use serde_json::Value;
use std::sync::atomic::{AtomicU64, Ordering};

use super::aux_store::AuxStore;
use super::identity::{IdSpec, IdentityKey, Kind, NodeKey};
use super::tags::TagSet;
use crate::errors::Result;
use crate::ops::relations::RelationDecl;

static NEXT_INDEX_ID: AtomicU64 = AtomicU64::new(1);

/// Process-unique identifier of a [`UniqueObjectIndex`](crate::ops::UniqueObjectIndex)
///
/// Objects keep the id of their owning index as a weak back-reference.
#[derive(Debug, Clone, Copy, PartialEq, Eq, Hash)]
pub struct IndexId(u64);

impl IndexId {
    pub(crate) fn next() -> Self {
        Self(NEXT_INDEX_ID.fetch_add(1, Ordering::Relaxed))
    }

    pub fn as_u64(&self) -> u64 {
        self.0
    }
}

/// UniqueObject - identity, auxiliary data and tags shared by every entity
///
/// Domain kinds embed a `UniqueObject` and expose it through the capability
/// traits ([`HasIdentity`], [`HasAux`], [`HasTags`]), usually via the
/// [`unique_object!`](crate::unique_object) macro.
#[derive(Debug, Clone, PartialEq)]
pub struct UniqueObject {
    key: IdentityKey,
    aux: AuxStore,
    tags: TagSet,
    owner: Option<IndexId>,
}

impl UniqueObject {
    /// Create a new, unregistered object
    ///
    /// # Errors
    ///
    /// Returns `InvalidIdentity` if the name or id fails validation.
    pub fn new(kind: Kind, name: impl Into<String>, id: impl Into<IdSpec>) -> Result<Self> {
        Ok(Self::from_key(IdentityKey::normalize(kind, name, id)?))
    }

    pub(crate) fn from_key(key: IdentityKey) -> Self {
        Self {
            key,
            aux: AuxStore::new(),
            tags: TagSet::new(),
            owner: None,
        }
    }

    /// Replace the initial auxiliary data
    pub fn with_aux(mut self, aux: AuxStore) -> Self {
        self.aux = aux;
        self
    }

    /// Set one initial auxiliary value
    ///
    /// # Errors
    ///
    /// Returns `AuxiliaryPathConflict` if the path runs through a scalar.
    pub fn with_aux_value<S: AsRef<str>>(mut self, path: &[S], value: Value) -> Result<Self> {
        self.aux.set(path, value)?;
        Ok(self)
    }

    /// Add initial tags
    pub fn with_tags<I, S>(mut self, tags: I) -> Self
    where
        I: IntoIterator<Item = S>,
        S: Into<String>,
    {
        self.tags.extend(tags);
        self
    }

    pub fn key(&self) -> &IdentityKey {
        &self.key
    }

    /// The index currently owning this object, if any
    pub fn owner(&self) -> Option<IndexId> {
        self.owner
    }

    pub(crate) fn key_mut(&mut self) -> &mut IdentityKey {
        &mut self.key
    }

    pub(crate) fn set_owner(&mut self, owner: Option<IndexId>) {
        self.owner = owner;
    }
}

/// Permission to mutate identity-bearing state
///
/// Only this crate can construct one, so any type may implement
/// [`HasIdentity::unique_mut`] but only the registry can call it. Names and
/// ids of registered objects change through
/// [`UniqueObjectIndex`](crate::ops::UniqueObjectIndex) alone.
///
/// ```compile_fail
/// use order_core::model::IdentityAccess;
///
/// let access = IdentityAccess(());
/// ```
#[derive(Debug)]
pub struct IdentityAccess(());

impl IdentityAccess {
    pub(crate) const fn grant() -> Self {
        Self(())
    }
}

/// Capability: globally unique identity
pub trait HasIdentity {
    fn unique(&self) -> &UniqueObject;

    fn unique_mut(&mut self, access: IdentityAccess) -> &mut UniqueObject;

    fn identity(&self) -> &IdentityKey {
        self.unique().key()
    }

    fn kind(&self) -> &Kind {
        self.identity().kind()
    }

    fn name(&self) -> &str {
        self.identity().name()
    }

    /// Resolved numeric id (None while still `Auto`)
    fn id(&self) -> Option<u64> {
        self.identity().resolved_id()
    }

    fn node_key(&self) -> NodeKey {
        self.identity().node_key()
    }

    fn is_registered(&self) -> bool {
        self.unique().owner().is_some()
    }
}

/// Capability: auxiliary data
pub trait HasAux {
    fn aux(&self) -> &AuxStore;

    fn aux_mut(&mut self) -> &mut AuxStore;
}

/// Capability: string tags
pub trait HasTags {
    fn tags(&self) -> &TagSet;

    fn tags_mut(&mut self) -> &mut TagSet;

    fn has_tag(&self, tag: &str) -> bool {
        self.tags().has(tag)
    }

    fn add_tag(&mut self, tag: impl Into<String>) -> bool
    where
        Self: Sized,
    {
        self.tags_mut().add(tag)
    }

    fn remove_tag(&mut self, tag: &str) -> bool {
        self.tags_mut().remove(tag)
    }
}

/// Capability: participation in declared relations
///
/// A kind lists the relations it takes part in so that a
/// [`RelationRegistry`](crate::ops::RelationRegistry) can declare them all
/// with `declare_for::<Kind>()`.
pub trait HasRelations: HasIdentity {
    fn relation_decls() -> Vec<RelationDecl>
    where
        Self: Sized;
}

/// Construction of a kind from a validated [`UniqueObject`]
///
/// Used by [`UniqueObjectIndex::add_new`](crate::ops::UniqueObjectIndex::add_new)
/// to build objects from construction arguments.
pub trait FromIdentity: HasIdentity {
    fn from_unique(unique: UniqueObject) -> Self;
}

/// Bundle of the data capabilities every registry entry offers
pub trait Entity: HasIdentity + HasAux + HasTags + Clone {}

impl<T: HasIdentity + HasAux + HasTags + Clone> Entity for T {}

impl HasIdentity for UniqueObject {
    fn unique(&self) -> &UniqueObject {
        self
    }

    fn unique_mut(&mut self, _access: IdentityAccess) -> &mut UniqueObject {
        self
    }
}

impl HasAux for UniqueObject {
    fn aux(&self) -> &AuxStore {
        &self.aux
    }

    fn aux_mut(&mut self) -> &mut AuxStore {
        &mut self.aux
    }
}

impl HasTags for UniqueObject {
    fn tags(&self) -> &TagSet {
        &self.tags
    }

    fn tags_mut(&mut self) -> &mut TagSet {
        &mut self.tags
    }
}

impl FromIdentity for UniqueObject {
    fn from_unique(unique: UniqueObject) -> Self {
        unique
    }
}

/// Implement the data capabilities for a struct embedding a `UniqueObject`
///
/// # Example
///
/// ```
/// use order_core::model::{HasIdentity, HasTags, Kind, UniqueObject};
/// use order_core::unique_object;
///
/// #[derive(Debug, Clone)]
/// struct Shift {
///     unique: UniqueObject,
///     up: bool,
/// }
///
/// unique_object!(Shift, unique);
///
/// let mut shift = Shift {
///     unique: UniqueObject::new(Kind::new("shift"), "jes_up", 0i64).unwrap(),
///     up: true,
/// };
/// shift.add_tag("jes");
/// assert_eq!(shift.name(), "jes_up");
/// assert!(shift.has_tag("jes"));
/// ```
#[macro_export]
macro_rules! unique_object {
    ($ty:ty, $field:ident) => {
        impl $crate::model::HasIdentity for $ty {
            fn unique(&self) -> &$crate::model::UniqueObject {
                &self.$field
            }

            fn unique_mut(
                &mut self,
                _access: $crate::model::IdentityAccess,
            ) -> &mut $crate::model::UniqueObject {
                &mut self.$field
            }
        }

        impl $crate::model::HasAux for $ty {
            fn aux(&self) -> &$crate::model::AuxStore {
                $crate::model::HasAux::aux(&self.$field)
            }

            fn aux_mut(&mut self) -> &mut $crate::model::AuxStore {
                $crate::model::HasAux::aux_mut(&mut self.$field)
            }
        }

        impl $crate::model::HasTags for $ty {
            fn tags(&self) -> &$crate::model::TagSet {
                $crate::model::HasTags::tags(&self.$field)
            }

            fn tags_mut(&mut self) -> &mut $crate::model::TagSet {
                $crate::model::HasTags::tags_mut(&mut self.$field)
            }
        }
    };
}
_____
Exercise details: Everything in the data above must be reproduced exactly.

Response:
use serde_json::Value;
use std::sync::atomic::{AtomicU64, Ordering};

use super::aux_store::AuxStore;
use super::identity::{IdSpec, IdentityKey, Kind, NodeKey};
use super::tags::TagSet;
use crate::errors::Result;
use crate::ops::relations::RelationDecl;

static NEXT_INDEX_ID: AtomicU64 = AtomicU64::new(1);

/// Process-unique identifier of a [`UniqueObjectIndex`](crate::ops::UniqueObjectIndex)
///
/// Objects keep the id of their owning index as a weak back-reference.
#[derive(Debug, Clone, Copy, PartialEq, Eq, Hash)]
pub struct IndexId(u64);

impl IndexId {
    pub(crate) fn next() -> Self {
        Self(NEXT_INDEX_ID.fetch_add(1, Ordering::Relaxed))
    }

    pub fn as_u64(&self) -> u64 {
        self.0
    }
}

/// UniqueObject - identity, auxiliary data and tags shared by every entity
///
/// Domain kinds embed a `UniqueObject` and expose it through the capability
/// traits ([`HasIdentity`], [`HasAux`], [`HasTags`]), usually via the
/// [`unique_object!`](crate::unique_object) macro.
#[derive(Debug, Clone, PartialEq)]
pub struct UniqueObject {
    key: IdentityKey,
    aux: AuxStore,
    tags: TagSet,
    owner: Option<IndexId>,
}

impl UniqueObject {
    /// Create a new, unregistered object
    ///
    /// # Errors
    ///
    /// Returns `InvalidIdentity` if the name or id fails validation.
    pub fn new(kind: Kind, name: impl Into<String>, id: impl Into<IdSpec>) -> Result<Self> {
        Ok(Self::from_key(IdentityKey::normalize(kind, name, id)?))
    }

    pub(crate) fn from_key(key: IdentityKey) -> Self {
        Self {
            key,
            aux: AuxStore::new(),
            tags: TagSet::new(),
            owner: None,
        }
    }

    /// Replace the initial auxiliary data
    pub fn with_aux(mut self, aux: AuxStore) -> Self {
        self.aux = aux;
        self
    }

    /// Set one initial auxiliary value
    ///
    /// # Errors
    ///
    /// Returns `AuxiliaryPathConflict` if the path runs through a scalar.
    pub fn with_aux_value<S: AsRef<str>>(mut self, path: &[S], value: Value) -> Result<Self> {
        self.aux.set(path, value)?;
        Ok(self)
    }

    /// Add initial tags
    pub fn with_tags<I, S>(mut self, tags: I) -> Self
    where
        I: IntoIterator<Item = S>,
        S: Into<String>,
    {
        self.tags.extend(tags);
        self
    }

    pub fn key(&self) -> &IdentityKey {
        &self.key
    }

    /// The index currently owning this object, if any
    pub fn owner(&self) -> Option<IndexId> {
        self.owner
    }

    pub(crate) fn key_mut(&mut self) -> &mut IdentityKey {
        &mut self.key
    }

    pub(crate) fn set_owner(&mut self, owner: Option<IndexId>) {
        self.owner = owner;
    }
}

/// Permission to mutate identity-bearing state
///
/// Only this crate can construct one, so any type may implement
/// [`HasIdentity::unique_mut`] but only the registry can call it. Names and
/// ids of registered objects change through
/// [`UniqueObjectIndex`](crate::ops::UniqueObjectIndex) alone.
///
/// ```compile_fail
/// use order_core::model::IdentityAccess;
///
/// let access = IdentityAccess(());
/// ```
#[derive(Debug)]
pub struct IdentityAccess(());

impl IdentityAccess {
    pub(crate) const fn grant() -> Self {
        Self(())
    }
}

/// Capability: globally unique identity
pub trait HasIdentity {
    fn unique(&self) -> &UniqueObject;

    fn unique_mut(&mut self, access: IdentityAccess) -> &mut UniqueObject;

    fn identity(&self) -> &IdentityKey {
        self.unique().key()
    }

    fn kind(&self) -> &Kind {
        self.identity().kind()
    }

    fn name(&self) -> &str {
        self.identity().name()
    }

    /// Resolved numeric id (None while still `Auto`)
    fn id(&self) -> Option<u64> {
        self.identity().resolved_id()
    }

    fn node_key(&self) -> NodeKey {
        self.identity().node_key()
    }

    fn is_registered(&self) -> bool {
        self.unique().owner().is_some()
    }
}

/// Capability: auxiliary data
pub trait HasAux {
    fn aux(&self) -> &AuxStore;

    fn aux_mut(&mut self) -> &mut AuxStore;
}

/// Capability: string tags
pub trait HasTags {
    fn tags(&self) -> &TagSet;

    fn tags_mut(&mut self) -> &mut TagSet;

    fn has_tag(&self, tag: &str) -> bool {
        self.tags().has(tag)
    }

    fn add_tag(&mut self, tag: impl Into<String>) -> bool
    where
        Self: Sized,
    {
        self.tags_mut().add(tag)
    }

    fn remove_tag(&mut self, tag: &str) -> bool {
        self.tags_mut().remove(tag)
    }
}

/// Capability: participation in declared relations
///
/// A kind lists the relations it takes part in so that a
/// [`RelationRegistry`](crate::ops::RelationRegistry) can declare them all
/// with `declare_for::<Kind>()`.
pub trait HasRelations: HasIdentity {
    fn relation_decls() -> Vec<RelationDecl>
    where
        Self: Sized;
}

/// Construction of a kind from a validated [`UniqueObject`]
///
/// Used by [`UniqueObjectIndex::add_new`](crate::ops::UniqueObjectIndex::add_new)
/// to build objects from construction arguments.
pub trait FromIdentity: HasIdentity {
    fn from_unique(unique: UniqueObject) -> Self;
}

/// Bundle of the data capabilities every registry entry offers
pub trait Entity: HasIdentity + HasAux + HasTags + Clone {}

impl<T: HasIdentity + HasAux + HasTags + Clone> Entity for T {}

impl HasIdentity for UniqueObject {
    fn unique(&self) -> &UniqueObject {
        self
    }

    fn unique_mut(&mut self, _access: IdentityAccess) -> &mut UniqueObject {
        self
    }
}

impl HasAux for UniqueObject {
    fn aux(&self) -> &AuxStore {
        &self.aux
    }

    fn aux_mut(&mut self) -> &mut AuxStore {
        &mut self.aux
    }
}

impl HasTags for UniqueObject {
    fn tags(&self) -> &TagSet {
        &self.tags
    }

    fn tags_mut(&mut self) -> &mut TagSet {
        &mut self.tags
    }
}

impl FromIdentity for UniqueObject {
    fn from_unique(unique: UniqueObject) -> Self {
        unique
    }
}

/// Implement the data capabilities for a struct embedding a `UniqueObject`
///
/// # Example
///
/// ```
/// use order_core::model::{HasIdentity, HasTags, Kind, UniqueObject};
/// use order_core::unique_object;
///
/// #[derive(Debug, Clone)]
/// struct Shift {
///     unique: UniqueObject,
///     up: bool,
/// }
///
/// unique_object!(Shift, unique);
///
/// let mut shift = Shift {
///     unique: UniqueObject::new(Kind::new("shift"), "jes_up", 0i64).unwrap(),
///     up: true,
/// };
/// shift.add_tag("jes");
/// assert_eq!(shift.name(), "jes_up");
/// assert!(shift.has_tag("jes"));
/// ```
#[macro_export]
macro_rules! unique_object {
    ($ty:ty, $field:ident) => {
        impl $crate::model::HasIdentity for $ty {
            fn unique(&self) -> &$crate::model::UniqueObject {
                &self.$field
            }

            fn unique_mut(
                &mut self,
                _access: $crate::model::IdentityAccess,
            ) -> &mut $crate::model::UniqueObject {
                &mut self.$field
            }
        }

        impl $crate::model::HasAux for $ty {
            fn aux(&self) -> &$crate::model::AuxStore {
                $crate::model::HasAux::aux(&self.$field)
            }

            fn aux_mut(&mut self) -> &mut $crate::model::AuxStore {
                $crate::model::HasAux::aux_mut(&mut self.$field)
            }
        }

        impl $crate::model::HasTags for $ty {
            fn tags(&self) -> &$crate::model::TagSet {
                $crate::model::HasTags::tags(&self.$field)
            }

            fn tags_mut(&mut self) -> &mut $crate::model::TagSet {
                $crate::model::HasTags::tags_mut(&mut self.$field)
            }
        }
    };
}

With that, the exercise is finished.